Человек из Люксембургского сада в рыбу уже превратился, поэтому все относятся к нему как к сумасшедшему. Возможно, что он также чего-то боится (так, он с испугом смотрит на свою ногу, как будто это уже не нога, а нечто неопределенное, загадочное), но при этом, в отличие от Рокантена, он не отдает себе отчета в своем страхе, не понимает, что боится; страх живет внутри него, как некая неосознаваемая реальность, вот почему сказать, что он боится, было бы не совсем точно. Важно то, что он одинок, замкнут на себе[378], в то время как Рокантен, по его собственному признанию, всегда «оставался среди людей, на поверхности одиночества, в твердой решимости при малейшей тревоге укрыться среди себе подобных <…>» (Сартр, 23). Мысль о человеке с рыбьими глазами вновь наполняет Рокантена жаждой общения[379], а к концу книги она перейдет в стремление поведать миру о своем опыте борьбы с Тошнотой. Рокантен не хочет, чтобы остальные превратились в людей-крабов; напротив, его цель — сделать так, чтобы они осознали контингентность мира. Нельзя не признать, что эта цель достаточно двусмысленна: в самом деле, все люди мыслят одинаково, так как не осознают абсурдности мира. Но в таком случае, чтобы мыслить по-разному, они должны принять идею контингентности в качестве незыблемой истины, аксиомы, краеугольного камня всей системы.
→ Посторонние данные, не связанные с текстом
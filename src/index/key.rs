use serde::{Serialize, Deserialize};

const FIELD_SEPARATOR: u8 = 0x00;

/// Lookup key of a posting: `field name ‖ 0x00 ‖ encoded value`.
///
/// All keys of one field share the field prefix, so an existence query is a
/// prefix scan over the key index.
#[derive(Debug, Clone, PartialEq, Eq, PartialOrd, Ord, Hash, Serialize, Deserialize)]
pub struct IndexKey(Vec<u8>);

impl IndexKey {
    /// The prefix shared by every key of `field`.
    pub fn field_prefix(field: &str) -> Self {
        let mut bytes = Vec::with_capacity(field.len() + 1);
        bytes.extend_from_slice(field.as_bytes());
        bytes.push(FIELD_SEPARATOR);
        IndexKey(bytes)
    }

    pub fn for_string(field: &str, value: &str) -> Self {
        Self::field_prefix(field).append(value.as_bytes())
    }

    /// Big-endian with the sign bit flipped, so byte order matches numeric order.
    pub fn for_integer(field: &str, value: i64) -> Self {
        let ordered = (value as u64) ^ (1 << 63);
        Self::field_prefix(field).append(&ordered.to_be_bytes())
    }

    pub fn for_boolean(field: &str, value: bool) -> Self {
        Self::field_prefix(field).append(&[value as u8])
    }

    pub fn as_bytes(&self) -> &[u8] {
        &self.0
    }

    pub fn starts_with(&self, prefix: &IndexKey) -> bool {
        self.0.starts_with(&prefix.0)
    }

    fn append(mut self, bytes: &[u8]) -> Self {
        self.0.extend_from_slice(bytes);
        self
    }
}
use std::path::PathBuf;
use serde::{Deserialize, Serialize};

#[derive(Debug, Clone, Serialize, Deserialize)]
#[serde(default)]
pub struct Config {
    /// Collection name, also the snapshot file stem
    pub name: String,
    /// Directory holding the persistent snapshot; `None` keeps everything in memory
    pub storage_path: Option<PathBuf>,

    pub search_limit: usize,                    // default page size for search/aggregate
    pub hits_limit: usize,                      // default page size for aggregate hits
    pub highlight: HighlightConfig,
}

#[derive(Debug, Clone, Copy, Serialize, Deserialize)]
#[serde(default)]
pub struct HighlightConfig {
    pub max_prefix: usize,
    pub max_length: usize,
}

impl Default for HighlightConfig {
    fn default() -> Self {
        HighlightConfig {
            max_prefix: 20,
            max_length: 50,
        }
    }
}

impl Default for Config {
    fn default() -> Self {
        Config {
            name: "default".to_string(),
            storage_path: None,
            search_limit: 100,
            hits_limit: 3,
            highlight: HighlightConfig::default(),
        }
    }
}

impl Config {
    pub fn named(name: impl Into<String>) -> Self {
        Config {
            name: name.into(),
            ..Config::default()
        }
    }

    pub fn with_storage_path(mut self, path: impl Into<PathBuf>) -> Self {
        self.storage_path = Some(path.into());
        self
    }

    /// Path of the snapshot file, when persistence is enabled.
    pub fn snapshot_path(&self) -> Option<PathBuf> {
        self.storage_path
            .as_ref()
            .map(|dir| dir.join(format!("{}.idx", self.name)))
    }
}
Получается, что возможность мыслить по-разному определяется необходимостью согласиться с тем, что существование абсурдно.
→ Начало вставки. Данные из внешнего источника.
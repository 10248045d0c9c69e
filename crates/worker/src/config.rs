use std::path::PathBuf;

use labelwork_core::resolution::{MatrixOptions, ResolutionOptions};

/// Log output format of the worker process.
#[derive(Debug, Clone, Copy, Default, PartialEq, Eq)]
pub enum LogFormat {
    #[default]
    Plain,
    Json,
}

#[derive(Debug, thiserror::Error)]
pub enum ConfigError {
    #[error("{var} must be a boolean, got '{value}'")]
    InvalidBool { var: &'static str, value: String },

    #[error("LOG_FORMAT must be 'plain' or 'json', got '{0}'")]
    InvalidLogFormat(String),
}

/// Worker configuration loaded from environment variables.
#[derive(Debug, Clone)]
pub struct WorkerConfig {
    /// JSON snapshot the in-memory store is loaded from.
    pub snapshot_path: PathBuf,
    /// Where the updated snapshot is written after a command, if anywhere.
    pub output_path: Option<PathBuf>,
    pub resolution: ResolutionOptions,
    pub log_format: LogFormat,
}

impl WorkerConfig {
    /// Load configuration from environment variables with defaults.
    ///
    /// | Env Var                    | Default          |
    /// |----------------------------|------------------|
    /// | `SNAPSHOT_PATH`            | `labelwork.json` |
    /// | `OUTPUT_PATH`              | unset            |
    /// | `STRICT_RESOLUTION`        | `false`          |
    /// | `RESOLVE_IGNORE_HIERARCHY` | `false`          |
    /// | `RESOLVE_IGNORE_REPEAT`    | `false`          |
    /// | `LOG_FORMAT`               | `plain`          |
    pub fn from_env() -> Result<Self, ConfigError> {
        Self::from_lookup(|var| std::env::var(var).ok())
    }

    /// Same as [`from_env`](Self::from_env) over an arbitrary variable source.
    pub fn from_lookup(lookup: impl Fn(&str) -> Option<String>) -> Result<Self, ConfigError> {
        let snapshot_path = lookup("SNAPSHOT_PATH")
            .filter(|s| !s.trim().is_empty())
            .unwrap_or_else(|| "labelwork.json".into())
            .into();

        let output_path = lookup("OUTPUT_PATH")
            .filter(|s| !s.trim().is_empty())
            .map(PathBuf::from);

        let flag = |var: &'static str| -> Result<bool, ConfigError> {
            match lookup(var) {
                None => Ok(false),
                Some(value) => parse_bool(&value)
                    .ok_or(ConfigError::InvalidBool { var, value }),
            }
        };

        let resolution = ResolutionOptions {
            matrix: MatrixOptions {
                ignore_hierarchy: flag("RESOLVE_IGNORE_HIERARCHY")?,
                ignore_repeat: flag("RESOLVE_IGNORE_REPEAT")?,
            },
            strict: flag("STRICT_RESOLUTION")?,
            ..Default::default()
        };

        let log_format = match lookup("LOG_FORMAT").as_deref().map(str::trim) {
            None | Some("") | Some("plain") => LogFormat::Plain,
            Some("json") => LogFormat::Json,
            Some(other) => return Err(ConfigError::InvalidLogFormat(other.to_string())),
        };

        Ok(Self {
            snapshot_path,
            output_path,
            resolution,
            log_format,
        })
    }
}

fn parse_bool(value: &str) -> Option<bool> {
    match value.trim().to_ascii_lowercase().as_str() {
        "1" | "true" | "yes" | "on" => Some(true),
        "" | "0" | "false" | "no" | "off" => Some(false),
        _ => None,
    }
}

#[cfg(test)]
mod tests {
    use super::*;
    use assert_matches::assert_matches;
    use std::collections::HashMap;

    fn load(vars: &[(&str, &str)]) -> Result<WorkerConfig, ConfigError> {
        let vars: HashMap<String, String> = vars
            .iter()
            .map(|(k, v)| (k.to_string(), v.to_string()))
            .collect();
        WorkerConfig::from_lookup(|var| vars.get(var).cloned())
    }

    #[test]
    fn defaults() {
        let config = load(&[]).unwrap();
        assert_eq!(config.snapshot_path, PathBuf::from("labelwork.json"));
        assert!(config.output_path.is_none());
        assert_eq!(config.resolution, ResolutionOptions::default());
        assert_eq!(config.log_format, LogFormat::Plain);
    }

    #[test]
    fn flags_and_paths() {
        let config = load(&[
            ("SNAPSHOT_PATH", "/data/in.json"),
            ("OUTPUT_PATH", "/data/out.json"),
            ("STRICT_RESOLUTION", "true"),
            ("RESOLVE_IGNORE_REPEAT", "1"),
            ("LOG_FORMAT", "json"),
        ])
        .unwrap();
        assert_eq!(config.output_path, Some(PathBuf::from("/data/out.json")));
        assert!(config.resolution.strict);
        assert!(config.resolution.matrix.ignore_repeat);
        assert!(!config.resolution.matrix.ignore_hierarchy);
        assert_eq!(config.log_format, LogFormat::Json);
    }

    #[test]
    fn malformed_values_are_errors() {
        assert_matches!(
            load(&[("STRICT_RESOLUTION", "maybe")]),
            Err(ConfigError::InvalidBool { var: "STRICT_RESOLUTION", .. })
        );
        assert_matches!(
            load(&[("LOG_FORMAT", "xml")]),
            Err(ConfigError::InvalidLogFormat(v)) if v == "xml"
        );
    }
}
Пожалуй, человек из Люксембургского сада тоже иногда испытывает потребность в общении, в другом: однажды он улыбнулся Роберу, приятелю маленького Антуана, «издали протянув к нему руки, — Робер едва не лишился чувств» (Сартр, 23–24). Господин Эндон, в отличие от человека-краба, такой потребности не испытывает никогда; его глаза — глаза слепца, глаза бесцветные, рыбьи:
Глаза у Эндона были замечательной формы — глубоко посаженные и одновременно навыкате; природа в шутку расставила их так широко, что казалось, что скулы и лоб вот-вот соскользнут с лица. Цвет глаз также вызывал удивление, хотя, в общем-то, никакого цвета и не было. Белки, начинающиеся сразу под верхним веком, заполняли все пространство глаза, а зрачки были ненормально расширены, как будто Эндон испытывал постоянную нехватку света. Радужные оболочки представляли собой тонкие сине-зеленые ободки, консистенцией своей напоминающие икру, казалось, что они, как шарикоподшипники, вот-вот начнут вращаться то в одну, то в другую сторону, — Мэрфи бы этому ничуть не удивился.
(Мэрфи, 179; курсив мой
[380])
Приблизив свое лицо максимально близко к лицу господина Эндона, Мэрфи может разглядеть «красное кружево слизи, нагноение у основания верхнего века, тончайшую сетку вен, похожую на выгравированные на ногте ноги слова молитвы „Отче наш“, и в роговице — свое собственное отражение, ужасно искаженное, уменьшенное в размерах и нечеткое» (Мэрфи, 179). Глаза Эндона вызывают у Мэрфи восхищение, он хотел бы, чтобы его глаза были такими же. Рокантен же, оказавшись в похожей ситуации — только рассматривает в зеркале он свои собственные глаза, — испытывает ужас при виде этой «обильной, блеклой плоти»:
С такого близкого расстояния в особенности отвратительны глаза. Нечто стеклянистое, податливое, слепое, обведенное красным, — ну в точности рыбья чешуя.
(Сартр, 31)
Ролан Барт, проанализировавший «Историю глаза» Жоржа Батая, отмечал сходство между глазом и яйцом:
Глаз оказывается матрицей прохождения объектов, которые подобны различным «стадиям» окулярной метафоры. Первой вариацией будет вариация глаза и яйца; это будет двоякая вариация: по форме (во французском l’œil и l’œuf имеют один общий звук и один различный) и по содержанию (будучи абсолютно различными, оба объекта имеют шаровидную форму и один цвет — белый)[381].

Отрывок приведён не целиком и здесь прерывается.